If you read Wild, by Cheryl Strayed, Kennedy Meadows will likely conjure vivid images in your mind. Perhaps you remember that as Cheryl headed towards Kennedy Meadows she reflected on how the PCT fit into her life of sorrow and hardship and why she was hiking in the first place:
“Hiking the PCT was hard in a different way,” she writes. “In a way that made the other hardest things the tiniest bit less hard… Perhaps the impulse to purchase the PCT guidebook months before had been a primal grab for a cure…”
Later, at the Kennedy Meadows campground Cheryl met Ed and fellow hikers and was touched by their hospitality. (Of special note, past and present thru-hikers now know Ed as the legendary trail angel Meadow Ed, “amateur poet and seasonal vagabond.”) At the campground, she also got rid of unnecessarily heavy gear and learned how to use an ice axe in anticipation of the snowy conditions ahead.
Soon after, as she hiked into the Sierra Nevada mountains from Kennedy Meadows, Cheryl felt suddenly aware of the “world’s vastness.” She hadn’t, she writes, “even understood how vast a mile could be – until each mile was beheld at walking speed.” Indeed, the miles of the PCT in the Sierra Nevada offer a unique opportunity to feel the vastness of the wild and to savor the peaks’ sparkling light as it reflects off snow, ice, water, and granite combined.
Sometimes, however, the mountains’ powerful combination of snow, ice, and stone – while beautiful – becomes a dangerous barrier to PCTers.

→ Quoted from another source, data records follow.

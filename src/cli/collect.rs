use std::path::PathBuf;

use tabled::Table;

use crate::{
    catalog::{self, CatalogWalker, DedupScope, WalkerConfig},
    config::Settings,
    dataset::Dataset,
    error, info,
    metadata::{ArtistSource, BatcherConfig, MetadataBatcher, MissingFeatures},
    spotify::{Limiter, RateLimit, SpotifyClient},
    success,
    types::{Category, CategoryPlaylists, Labels},
    utils, warning,
};

use super::bearer_token;

/// Options shared by the `liked` and `unheard` commands.
#[derive(Debug, Clone)]
pub struct CollectOptions {
    pub code: Option<String>,
    pub output: PathBuf,
    pub batch_size: usize,
    pub missing_features: MissingFeatures,
    pub artists: ArtistSource,
    pub rate: RateLimit,
}

/// Collects the user's own playlists into the liked dataset.
pub async fn liked(settings: &Settings, options: CollectOptions) {
    let client = client(settings, &options).await;
    let config = WalkerConfig {
        market: None,
        ..WalkerConfig::default()
    };
    let walker = match CatalogWalker::new(&client, config) {
        Ok(w) => w,
        Err(e) => error!("Invalid walker configuration. Err: {}", e),
    };

    let pb = utils::spinner("Fetching your playlists...");
    let resolved = walker.resolve_user_playlists().await;
    pb.finish_and_clear();

    let resolved = match resolved {
        Ok(r) => r,
        Err(e) => error!("Failed to list your playlists. Err: {}", e),
    };

    let labels = Labels {
        listened: true,
        liked: Some(true),
    };
    run(&client, &walker, resolved, &options, labels).await;
}

/// Collects category playlists into the unheard dataset.
pub async fn unheard(
    settings: &Settings,
    options: CollectOptions,
    categories: Vec<Category>,
    walker_config: WalkerConfig,
) {
    let categories = if categories.is_empty() {
        utils::default_categories()
    } else {
        categories
    };

    let client = client(settings, &options).await;
    let walker = match CatalogWalker::new(&client, walker_config) {
        Ok(w) => w,
        Err(e) => error!("Invalid walker configuration. Err: {}", e),
    };

    if walker.config().dedup == DedupScope::Run {
        info!("Tracks are collected once per run");
    }

    let pb = utils::spinner(format!("Resolving {} categories...", categories.len()));
    let resolved = walker.resolve_playlists(&categories).await;
    pb.finish_and_clear();

    if resolved.is_empty() {
        error!("No category could be resolved");
    }

    let labels = Labels {
        listened: false,
        liked: None,
    };
    run(&client, &walker, resolved, &options, labels).await;
}

async fn client(settings: &Settings, options: &CollectOptions) -> SpotifyClient {
    let token = bearer_token(settings, options.code.clone()).await;
    SpotifyClient::new(settings.api_url.clone(), token).with_limiter(Limiter::new(options.rate))
}

async fn run(
    client: &SpotifyClient,
    walker: &CatalogWalker<'_, SpotifyClient>,
    resolved: Vec<CategoryPlaylists>,
    options: &CollectOptions,
    labels: Labels,
) {
    let config = match BatcherConfig::new(options.batch_size) {
        Ok(c) => c
            .with_missing_features(options.missing_features)
            .with_artists(options.artists),
        Err(e) => error!("{}", e),
    };

    let playlist_count: usize = resolved.iter().map(|c| c.playlists.len()).sum();
    info!(
        "Found {} playlists in {} categories",
        playlist_count,
        resolved.len()
    );

    let pb = utils::spinner("Collecting track ids...");
    let collected = walker.collect_track_ids(&resolved).await;
    pb.finish_and_clear();

    let track_count = catalog::count_tracks(&collected);
    if track_count == 0 {
        warning!("No tracks found, writing an empty dataset");
    } else {
        info!(
            "Collected {} track ids from {} playlists",
            track_count,
            collected.len()
        );
    }

    let pb = utils::progress_bar(0, "Fetching metadata...");
    let batcher = MetadataBatcher::new(client, config).with_progress(pb.clone());
    let dataset = batcher.fetch_collected(&collected, labels).await;
    pb.finish_and_clear();

    let dataset: Dataset = match dataset {
        Ok(d) => d,
        Err(e) if e.is_alignment() => error!("Metadata responses are misaligned. Err: {}", e),
        Err(e) => error!("Failed to fetch metadata. Err: {}", e),
    };

    if dataset.len() < track_count {
        warning!(
            "{} tracks had no metadata and were left out",
            track_count - dataset.len()
        );
    }

    if let Err(e) = dataset.write(&options.output) {
        error!("Cannot write dataset. Err: {}", e);
    }

    println!("{}", Table::new(dataset.summary()));
    success!(
        "Wrote {} rows to {}",
        dataset.len(),
        options.output.display()
    );
}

After about 40 miles of hiking from Kennedy Meadows to Trail Pass, including at least one frighteningly icy traverse, Cheryl descended out of the Sierra to bypass the treacherous conditions. The decision was a hard one, especially after friends asked her to stay and hike with them. But, as afraid to be alone as she was, Cheryl writes:
“I’d come, I realized, to stare that fear down, to stare everything down, really – all that I’d done to myself and all that had been done to me. I couldn’t do that while tagging along with someone else.”

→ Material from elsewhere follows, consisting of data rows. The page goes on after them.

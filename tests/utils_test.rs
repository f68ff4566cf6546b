use std::path::{Path, PathBuf};

use songset::utils::*;

#[test]
fn test_generate_state() {
    let state = generate_state();

    // Should be exactly 32 characters
    assert_eq!(state.len(), 32);

    // Should contain only alphanumeric characters
    assert!(state.chars().all(|c| c.is_ascii_alphanumeric()));

    // Two generated states should be different
    assert_ne!(state, generate_state());
}

#[test]
fn test_default_categories() {
    let categories = default_categories();

    assert_eq!(categories.len(), 7);
    assert_eq!(categories[0].name, "pop");
    assert_eq!(categories[0].id, "0JQ5DAqbMKFEC4WFtoNRpw");

    // Names are unique
    let mut names: Vec<_> = categories.iter().map(|c| c.name.as_str()).collect();
    names.sort();
    names.dedup();
    assert_eq!(names.len(), 7);
}

#[test]
fn test_parse_category() {
    let category = parse_category("pop=abc123").unwrap();
    assert_eq!(category.name, "pop");
    assert_eq!(category.id, "abc123");

    // Surrounding whitespace is trimmed
    let category = parse_category(" r&b = xyz ").unwrap();
    assert_eq!(category.name, "r&b");
    assert_eq!(category.id, "xyz");

    // Names may contain slashes
    let category = parse_category("dance/electronic=id1").unwrap();
    assert_eq!(category.name, "dance/electronic");
}

#[test]
fn test_parse_category_invalid() {
    assert!(parse_category("pop").is_err());
    assert!(parse_category("=abc").is_err());
    assert!(parse_category("pop=").is_err());
    assert!(parse_category("").is_err());
}

#[test]
fn test_callback_target() {
    let (addr, path) = callback_target("http://localhost:3000").unwrap();
    assert_eq!(addr, "localhost:3000");
    assert_eq!(path, "/");

    let (addr, path) = callback_target("http://127.0.0.1:8888/callback").unwrap();
    assert_eq!(addr, "127.0.0.1:8888");
    assert_eq!(path, "/callback");

    // Known default port is filled in
    let (addr, _) = callback_target("http://localhost/cb").unwrap();
    assert_eq!(addr, "localhost:80");
}

#[test]
fn test_callback_target_invalid() {
    assert!(callback_target("not a url").is_err());

    // The health route cannot double as the callback
    assert!(callback_target("http://localhost:3000/health").is_err());
}

#[test]
fn test_is_csv() {
    assert!(is_csv(Path::new("data/train.csv")));
    assert!(is_csv(Path::new("TRAIN.CSV")));
    assert!(!is_csv(Path::new("train.parquet")));
    assert!(!is_csv(Path::new("csv")));
    assert!(!is_csv(Path::new("notes.csv.txt")));
}

#[test]
fn test_parquet_destination() {
    let dest = parquet_destination(Path::new("dirty/train.csv"), Path::new("clean"));
    assert_eq!(dest, Some(PathBuf::from("clean/train.parquet")));

    // Only the extension is replaced, even if the stem ends in "csv"
    let dest = parquet_destination(Path::new("dirty/transactions_csv.csv"), Path::new("clean"));
    assert_eq!(dest, Some(PathBuf::from("clean/transactions_csv.parquet")));

    // Inner dots are kept
    let dest = parquet_destination(Path::new("a.b.csv"), Path::new("out"));
    assert_eq!(dest, Some(PathBuf::from("out/a.b.parquet")));
}

#[test]
fn test_progress_helpers() {
    let pb = progress_bar(4, "Fetching metadata...");
    assert_eq!(pb.length(), Some(4));
    pb.inc(1);
    assert_eq!(pb.position(), 1);
    pb.finish_and_clear();

    let spinner = spinner("Working...");
    assert_eq!(spinner.message(), "Working...");
    spinner.finish_and_clear();
}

She would rejoin the PCT at Sierra City to hike alone once again.
Hike in this area
Kennedy Meadows – Gateway to the Sierra Nevada
The Kennedy Meadows trailhead and campground is a good place to begin a trip into the Sierra Nevada because the PCT’s steady ascent northward allows you to acclimate relatively slowly to higher altitudes.

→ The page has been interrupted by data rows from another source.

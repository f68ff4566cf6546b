mod common;

use std::collections::HashSet;

use common::FakeApi;
use songset::{
    Error,
    catalog::{self, CatalogWalker, DedupScope, PERSONAL_CATEGORY, WalkerConfig},
    types::{Category, PlaylistTracks},
};

fn config(limit: usize, dedup: DedupScope) -> WalkerConfig {
    WalkerConfig {
        country: "TW".to_string(),
        market: Some("TW".to_string()),
        limit,
        dedup,
    }
}

#[tokio::test]
async fn test_single_category_walk() {
    let api = FakeApi::default()
        .with_category("abc123", &["pl1", "pl2"])
        .with_playlist("pl1", &[Some("t1"), None, Some("t2")]);

    let walker = CatalogWalker::new(&api, config(1, DedupScope::Playlist)).unwrap();
    let resolved = walker
        .resolve_playlists(&[Category::new("pop", "abc123")])
        .await;

    // One category with exactly one playlist reference
    assert_eq!(resolved.len(), 1);
    assert_eq!(resolved[0].category, "pop");
    assert_eq!(resolved[0].playlists.len(), 1);
    assert_eq!(resolved[0].playlists[0].id, "pl1");

    // The null track is dropped
    let collected = walker.collect_track_ids(&resolved).await;
    assert_eq!(
        collected,
        vec![PlaylistTracks {
            category: "pop".to_string(),
            playlist_id: "pl1".to_string(),
            track_ids: vec!["t1".to_string(), "t2".to_string()],
        }]
    );

    // Country and limit are passed through
    let calls = api.calls();
    assert!(calls.contains(&"category abc123 TW 1".to_string()));
    assert!(calls.contains(&"playlist pl1 TW".to_string()));
}

#[tokio::test]
async fn test_failed_category_is_skipped() {
    let api = FakeApi::default()
        .with_category("ok", &["pl1"])
        .with_playlist("pl1", &[Some("t1")]);

    let walker = CatalogWalker::new(&api, config(5, DedupScope::Playlist)).unwrap();
    let resolved = walker
        .resolve_playlists(&[
            Category::new("broken", "missing"),
            Category::new("jazz", "ok"),
        ])
        .await;

    // Only the working category remains, the run goes on
    assert_eq!(resolved.len(), 1);
    assert_eq!(resolved[0].category, "jazz");
}

#[tokio::test]
async fn test_empty_category_is_kept() {
    let api = FakeApi::default().with_category("empty", &[]);

    let walker = CatalogWalker::new(&api, WalkerConfig::default()).unwrap();
    let resolved = walker
        .resolve_playlists(&[Category::new("classical", "empty")])
        .await;

    assert_eq!(resolved.len(), 1);
    assert!(resolved[0].playlists.is_empty());
    assert!(walker.collect_track_ids(&resolved).await.is_empty());
}

#[tokio::test]
async fn test_failed_playlist_is_skipped() {
    let api = FakeApi::default()
        .with_category("c1", &["gone", "pl2"])
        .with_playlist("pl2", &[Some("t9")]);

    let walker = CatalogWalker::new(&api, config(5, DedupScope::Playlist)).unwrap();
    let resolved = walker.resolve_playlists(&[Category::new("mood", "c1")]).await;
    let collected = walker.collect_track_ids(&resolved).await;

    // The failing playlist contributes nothing, not even the previous one's tracks
    assert_eq!(collected.len(), 1);
    assert_eq!(collected[0].playlist_id, "pl2");
    assert_eq!(collected[0].track_ids, vec!["t9".to_string()]);
}

#[tokio::test]
async fn test_dedup_scope() {
    let api = FakeApi::default()
        .with_category("c1", &["pl1", "pl2"])
        .with_playlist("pl1", &[Some("a"), Some("b"), Some("a")])
        .with_playlist("pl2", &[Some("b"), Some("c")]);
    let categories = [Category::new("pop", "c1")];

    // Per playlist: duplicates inside a playlist go, shared tracks stay
    let walker = CatalogWalker::new(&api, config(5, DedupScope::Playlist)).unwrap();
    let resolved = walker.resolve_playlists(&categories).await;
    let collected = walker.collect_track_ids(&resolved).await;
    assert_eq!(collected[0].track_ids, vec!["a", "b"]);
    assert_eq!(collected[1].track_ids, vec!["b", "c"]);
    assert_eq!(catalog::count_tracks(&collected), 4);

    // Per run: a track is kept under the first playlist listing it
    let walker = CatalogWalker::new(&api, config(5, DedupScope::Run)).unwrap();
    let collected = walker.collect_track_ids(&resolved).await;
    assert_eq!(collected[0].track_ids, vec!["a", "b"]);
    assert_eq!(collected[1].track_ids, vec!["c"]);
    assert_eq!(catalog::count_tracks(&collected), 3);
}

#[tokio::test]
async fn test_resolve_user_playlists() {
    let mut api = FakeApi::default().with_playlist("mine", &[Some("t1")]);
    api.user_playlists = vec![Some(common::playlist("mine")), None];

    let config = WalkerConfig {
        market: None,
        ..WalkerConfig::default()
    };
    let walker = CatalogWalker::new(&api, config).unwrap();
    let resolved = walker.resolve_user_playlists().await.unwrap();

    assert_eq!(resolved.len(), 1);
    assert_eq!(resolved[0].category, PERSONAL_CATEGORY);
    assert_eq!(resolved[0].playlists.len(), 1);
    assert_eq!(resolved[0].playlists[0].category, PERSONAL_CATEGORY);

    // Own playlists are listed without a market
    let collected = walker.collect_track_ids(&resolved).await;
    assert_eq!(collected[0].track_ids, vec!["t1"]);
    assert!(api.calls().contains(&"playlist mine -".to_string()));
}

#[test]
fn test_invalid_walker_config() {
    let api = FakeApi::default();

    let zero_limit = CatalogWalker::new(&api, config(0, DedupScope::Playlist));
    assert!(matches!(zero_limit, Err(Error::InvalidConfig(_))));

    let mut no_country = WalkerConfig::default();
    no_country.country = " ".to_string();
    assert!(matches!(
        CatalogWalker::new(&api, no_country),
        Err(Error::InvalidConfig(_))
    ));
}

#[test]
fn test_dedupe_in_order() {
    let ids = vec![
        Some("x".to_string()),
        None,
        Some("y".to_string()),
        Some(String::new()),
        Some("x".to_string()),
    ];

    let mut seen = HashSet::new();
    assert_eq!(catalog::dedupe_in_order(ids, &mut seen), vec!["x", "y"]);
    assert_eq!(seen.len(), 2);
}

#[test]
fn test_flatten_keeps_provenance() {
    let collected = vec![
        PlaylistTracks {
            category: "pop".to_string(),
            playlist_id: "pl1".to_string(),
            track_ids: vec!["t1".to_string(), "t2".to_string()],
        },
        PlaylistTracks {
            category: "jazz".to_string(),
            playlist_id: "pl2".to_string(),
            track_ids: vec!["t3".to_string()],
        },
    ];

    let sources = catalog::flatten(&collected);
    assert_eq!(sources.len(), 3);
    assert_eq!(sources[0].id, "t1");
    assert_eq!(sources[2].category.as_deref(), Some("jazz"));
    assert_eq!(sources[2].playlist_id.as_deref(), Some("pl2"));
}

Backpackers will want to experience the southern Sierra Nevada on this beautiful stretch of PCT. Over 40 miles (starting at Kennedy Meadows), you climb from about 6,150 feet to 10,500 feet at Trail Pass. Along the way you cross the rushing South Fork of the Kern River, encounter your first Sierra meadows and catch glimpses of snowy High Sierra peaks. Once at Trail Pass, it is a moderate two-mile descent to Horseshoe Meadow trailhead, which is about 20 miles on paved roadway from the town of Lone Pine, California. Alternatively, one can continue about six miles north of Trail Pass and about one mile past Cottonwood Pass to Chicken Spring Lake, which offers great campsites at the base of Cirque Peak. Exit the PCT to Horseshoe Meadow via four-mile-long Cottonwood Pass Trail.
For a day hike option, head north from the Kennedy Meadows Campground until you’re ready to turn around. It’s 1.9 miles each way to the bridge over the South Fork of the Kern River. It’s a great spot for a lunch and a swim. You’ll be amazed by what you see at the bridge. We’re keeping it a secret.


Distance: 40.6 miles on the PCT to the Trail Pass Junction, one way. 1.9 miles each way to the South Fork of the Kern River.
Trailhead driving directions: Kennedy Meadows campground and trailhead lies at the end of Kennedy Meadows Road, 24 miles from U.S. Highway 395, and another 25 miles from the desert town of Ridgecrest, California. The road is paved.
Agency jurisdiction: Sequoia National Forest
Permits: A wilderness permit and a California Campfire Permit are required.
Special regulations: Dogs are allowed on leash. You must properly protect your food, including placing it in a bear canister if you enter Sequoia National Park. During dry years, and always at high elevations, fires are banned.